Judith Feather, Liverpool City Council events and cultural infrastructure manager, said the long economic downturn should not mean we lose the momentum achieved so far.
Ms Feather said: “Times are tough but I feel very positive after our successes over the last year.”
The highlights included the Music on the Waterfront Smooth FM and Royal Liverpool Philharmonic Orchestra concerts, the arrival of the Olympic torch, Sea Odyssey and the Irish Sea Tall Ships Regatta.
Ms Feather said: “These events were in addition to the 47 organisations which the council helps fund, such as the Philharmonic, Everyman & Playhouse and Unity theatres that make such a huge contribution to the city’s culture. The big event in Liverpool next year will be the 70th anniversary and final national commemoration of the Battle of the Atlantic from May 24-28. I’ve done the 50th and 60th commemorations so this will be my final one. “This is when the Merchant Navy and the armed forces come together and the main element for me is it is all about remembrance.
“It’s important to the city that we mark these key cultural moments so the Literary Festival on May 17 will coincide with the Central Library’s reopening from 10am to midnight and a Light of Night celebration. We must publicise far more widely the library’s treasures and archives.”
There will be a further big announcement in January about the city’s event plans.
Ms Feather added: “We can’t do events of the magnitude of Sea Odyssey year-on-year.

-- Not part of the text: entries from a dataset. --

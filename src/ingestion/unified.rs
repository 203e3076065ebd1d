//! Unified ingestion entrypoint.
//!
//! Most callers should use [`ingest_upload`], which turns an uploaded file into an
//! [`IngestionResult`]:
//!
//! - The parsing format is inferred from the file extension unless
//!   [`IngestionOptions::format`] forces one.
//! - Every parsed row goes through the row normalizer; rejected rows are logged and dropped
//!   without failing the batch.
//! - Whole-file problems (unsupported format, unreadable content, no rows, no valid rows)
//!   come back as `success: false` with a user-facing message, never as an `Err`.
//! - If an [`IngestionObserver`] is configured, success/failure/alerts and row rejections
//!   are reported to it.

use std::fmt;
use std::path::Path;
use std::sync::Arc;

use tracing::debug;

use crate::error::{IngestionError, PipelineResult};
use crate::types::{CanonicalShow, IngestionResult, RawRow, ShowOrigin};

use super::csv;
use super::normalize::normalize_row;
use super::observability::{IngestionContext, IngestionObserver, IngestionSeverity, IngestionStats};

/// Upload size limit applied by [`IngestionOptions::default`] (10 MiB).
pub const DEFAULT_MAX_FILE_BYTES: usize = 10 * 1024 * 1024;

/// Supported ingestion formats.
#[derive(Debug, Clone, Copy, PartialEq, Eq)]
pub enum IngestionFormat {
    /// Comma-separated values.
    Csv,
    /// Spreadsheet/workbook formats (feature-gated behind `excel`).
    Excel,
}

impl IngestionFormat {
    /// Parse an ingestion format from a file extension (case-insensitive).
    pub fn from_extension(ext: &str) -> Option<Self> {
        match ext.to_ascii_lowercase().as_str() {
            "csv" => Some(Self::Csv),
            "xlsx" | "xls" | "xlsm" | "xlsb" | "ods" => Some(Self::Excel),
            _ => None,
        }
    }

    /// Infer the format from an uploaded file's name.
    pub fn from_file_name(file_name: &str) -> Option<Self> {
        Path::new(file_name)
            .extension()
            .and_then(|s| s.to_str())
            .and_then(Self::from_extension)
    }
}

/// Options controlling ingestion behavior.
///
/// Use [`Default`] for common cases.
#[derive(Clone)]
pub struct IngestionOptions {
    /// If `None`, infer the format from the file name.
    pub format: Option<IngestionFormat>,
    /// Uploads larger than this are refused. `None` disables the check.
    pub max_file_bytes: Option<usize>,
    /// Optional observer for logging/alerts.
    pub observer: Option<Arc<dyn IngestionObserver>>,
    /// Severity threshold at which `on_alert` is invoked.
    pub alert_at_or_above: IngestionSeverity,
}

impl fmt::Debug for IngestionOptions {
    fn fmt(&self, f: &mut fmt::Formatter<'_>) -> fmt::Result {
        f.debug_struct("IngestionOptions")
            .field("format", &self.format)
            .field("max_file_bytes", &self.max_file_bytes)
            .field("observer_set", &self.observer.is_some())
            .field("alert_at_or_above", &self.alert_at_or_above)
            .finish()
    }
}

impl Default for IngestionOptions {
    fn default() -> Self {
        Self {
            format: None,
            max_file_bytes: Some(DEFAULT_MAX_FILE_BYTES),
            observer: None,
            alert_at_or_above: IngestionSeverity::Critical,
        }
    }
}

/// Accepted records plus the counts behind them.
#[derive(Debug, Clone, PartialEq)]
pub struct IngestedShows {
    pub shows: Vec<CanonicalShow>,
    pub stats: IngestionStats,
}

/// Turn an uploaded file into an [`IngestionResult`].
///
/// When an observer is configured, this function reports:
///
/// - `on_row_rejected` for every dropped row
/// - `on_success` on success, with row counts
/// - `on_failure` on failure, with a computed severity
/// - `on_alert` on failure when the computed severity is >= `options.alert_at_or_above`
///
/// # Examples
///
/// ```rust
/// use circus_shows::ingestion::{ingest_upload, IngestionOptions};
///
/// let csv = "CIRCUS NAME,COORDS,Show Date\nBig Top,\"40.7736, -73.9566\",2025-04-15\n";
/// let result = ingest_upload(csv.as_bytes(), "tour.csv", &IngestionOptions::default());
///
/// assert!(result.success);
/// assert_eq!(result.data[0].latitude, "40.7736");
/// assert_eq!(result.data[0].file_name, "tour.csv");
/// ```
pub fn ingest_upload(bytes: &[u8], file_name: &str, options: &IngestionOptions) -> IngestionResult {
    match try_ingest_upload(bytes, file_name, options) {
        Ok(ingested) => IngestionResult::accepted(ingested.shows),
        Err(e) => IngestionResult::failure(user_message(&e)),
    }
}

/// Like [`ingest_upload`], but keeps the typed error and the row counts.
pub fn try_ingest_upload(
    bytes: &[u8],
    file_name: &str,
    options: &IngestionOptions,
) -> PipelineResult<IngestedShows> {
    let format = options
        .format
        .or_else(|| IngestionFormat::from_file_name(file_name));
    let ctx = IngestionContext {
        file_name: file_name.to_owned(),
        format,
    };

    let result = run_pipeline(bytes, &ctx, options);

    if let Some(obs) = options.observer.as_ref() {
        match &result {
            Ok(ingested) => obs.on_success(&ctx, ingested.stats),
            Err(e) => {
                let sev = severity_for_error(e);
                obs.on_failure(&ctx, sev, e);
                if sev >= options.alert_at_or_above {
                    obs.on_alert(&ctx, sev, e);
                }
            }
        }
    }

    result
}

fn run_pipeline(
    bytes: &[u8],
    ctx: &IngestionContext,
    options: &IngestionOptions,
) -> PipelineResult<IngestedShows> {
    let format = ctx.format.ok_or_else(|| IngestionError::UnsupportedFormat {
        file_name: ctx.file_name.clone(),
    })?;

    if let Some(limit) = options.max_file_bytes {
        if bytes.len() > limit {
            return Err(IngestionError::FileTooLarge {
                size: bytes.len(),
                limit,
            });
        }
    }

    let rows = parse_rows(bytes, format)?;
    if rows.is_empty() {
        return Err(IngestionError::EmptyFile);
    }

    let origin = ShowOrigin::Upload(ctx.file_name.clone());
    let rows_parsed = rows.len();
    let mut shows = Vec::with_capacity(rows_parsed);
    for (idx0, row) in rows.iter().enumerate() {
        let row_num = idx0 + 1;
        match normalize_row(row, &origin) {
            Ok(show) => shows.push(show),
            Err(reason) => {
                debug!(file = %ctx.file_name, row = row_num, %reason, "row rejected");
                if let Some(obs) = options.observer.as_ref() {
                    obs.on_row_rejected(ctx, row_num, &reason);
                }
            }
        }
    }

    let rejected = rows_parsed - shows.len();
    if shows.is_empty() {
        return Err(IngestionError::NoValidRecords { rejected });
    }

    Ok(IngestedShows {
        stats: IngestionStats {
            rows_parsed,
            accepted: shows.len(),
            rejected,
        },
        shows,
    })
}

/// Run the tabular parser for `format`. Zero rows is not an error at this stage.
pub fn parse_rows(bytes: &[u8], format: IngestionFormat) -> PipelineResult<Vec<RawRow>> {
    match format {
        IngestionFormat::Csv => csv::parse_csv_bytes(bytes),
        IngestionFormat::Excel => parse_excel_dispatch(bytes),
    }
}

fn parse_excel_dispatch(bytes: &[u8]) -> PipelineResult<Vec<RawRow>> {
    #[cfg(feature = "excel")]
    {
        super::excel::parse_excel_bytes(bytes)
    }

    #[cfg(not(feature = "excel"))]
    {
        let _ = bytes;
        Err(IngestionError::ExcelDisabled)
    }
}

/// The message shown to the uploader for a whole-file failure.
pub fn user_message(e: &IngestionError) -> String {
    match e {
        IngestionError::UnsupportedFormat { .. } => {
            "Unsupported file format. Please upload a CSV or Excel file.".to_string()
        }
        IngestionError::EmptyFile => "The file contains no data.".to_string(),
        IngestionError::NoValidRecords { .. } => "No valid records found in the file.".to_string(),
        IngestionError::FileTooLarge { limit, .. } => {
            format!("File is too large. The maximum upload size is {limit} bytes.")
        }
        other => format!("Error processing file: {other}"),
    }
}

fn severity_for_error(e: &IngestionError) -> IngestionSeverity {
    match e {
        IngestionError::Csv(err) => match err.kind() {
            ::csv::ErrorKind::Io(_) => IngestionSeverity::Critical,
            _ => IngestionSeverity::Error,
        },
        #[cfg(feature = "excel")]
        IngestionError::Excel(_) => IngestionSeverity::Error,
        IngestionError::RaggedRecord { .. }
        | IngestionError::UnsupportedFormat { .. }
        | IngestionError::ExcelDisabled
        | IngestionError::FileTooLarge { .. }
        | IngestionError::EmptyFile
        | IngestionError::NoValidRecords { .. } => IngestionSeverity::Error,
    }
}

#[cfg(test)]
mod tests {
    use super::*;

    #[test]
    fn format_from_file_name() {
        assert_eq!(IngestionFormat::from_file_name("tour.csv"), Some(IngestionFormat::Csv));
        assert_eq!(IngestionFormat::from_file_name("TOUR.XLSX"), Some(IngestionFormat::Excel));
        assert_eq!(IngestionFormat::from_file_name("old.xls"), Some(IngestionFormat::Excel));
        assert_eq!(IngestionFormat::from_file_name("notes.txt"), None);
        assert_eq!(IngestionFormat::from_file_name("csv"), None);
    }

    #[test]
    fn severity_is_critical_only_for_io() {
        let io = IngestionError::Csv(::csv::Error::from(std::io::Error::other("disk gone")));
        assert_eq!(severity_for_error(&io), IngestionSeverity::Critical);
        let ragged = IngestionError::RaggedRecord {
            line: 2,
            expected: 2,
            found: 3,
        };
        assert_eq!(severity_for_error(&ragged), IngestionSeverity::Error);
        assert_eq!(severity_for_error(&IngestionError::EmptyFile), IngestionSeverity::Error);
    }

    #[test]
    fn oversized_upload_is_refused() {
        let opts = IngestionOptions {
            max_file_bytes: Some(4),
            ..Default::default()
        };
        let err = try_ingest_upload(b"CITY\nBoston\n", "a.csv", &opts).unwrap_err();
        assert!(matches!(err, IngestionError::FileTooLarge { size: 12, limit: 4 }));
    }

    #[test]
    fn forced_format_overrides_extension() {
        let opts = IngestionOptions {
            format: Some(IngestionFormat::Csv),
            ..Default::default()
        };
        let csv = "Circus Name,Coords,Date\nBig Top,\"1, 2\",2025-06-01\n";
        let result = ingest_upload(csv.as_bytes(), "export.txt", &opts);
        assert!(result.success);
        assert_eq!(result.data[0].file_name, "export.txt");
    }
}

“Although we all loved it these projects are very expensive and can only be done about one-in-three years.
“What I’m very proud about is that we exposed the north end of the city (which often gets left out) to a cultural event like Sea Odyssey and it worked, the residents loved it.
“We need to keep an eye on what’s happening elsewhere and also market events using all the new media to ensure we network with young people.
“What we do with the Pier Head and St George’s Hall have very, very positive benefits. The economic figures do stack up. Would you rather go to a city without giants and world famous ferries? There’s much to be done with the cruise-and-stay market. But this will go ahead. We need to be known out there for our extra facilities and added value.”
Attracting the International Festival of Business in June-July, 2014, led by Liverpool Vision, is a massive vote of confidence by the government in Liverpool.
Ms Feather added: “The city council can’t do this all on its own. Everyone needs to contribute, such as property owners illuminating showpiece buildings at night. We only get one run at it and it’s in nobody’s interest to take our foot off the gas. Look back over 10 years and remember how things were and you realise how far we’ve come.”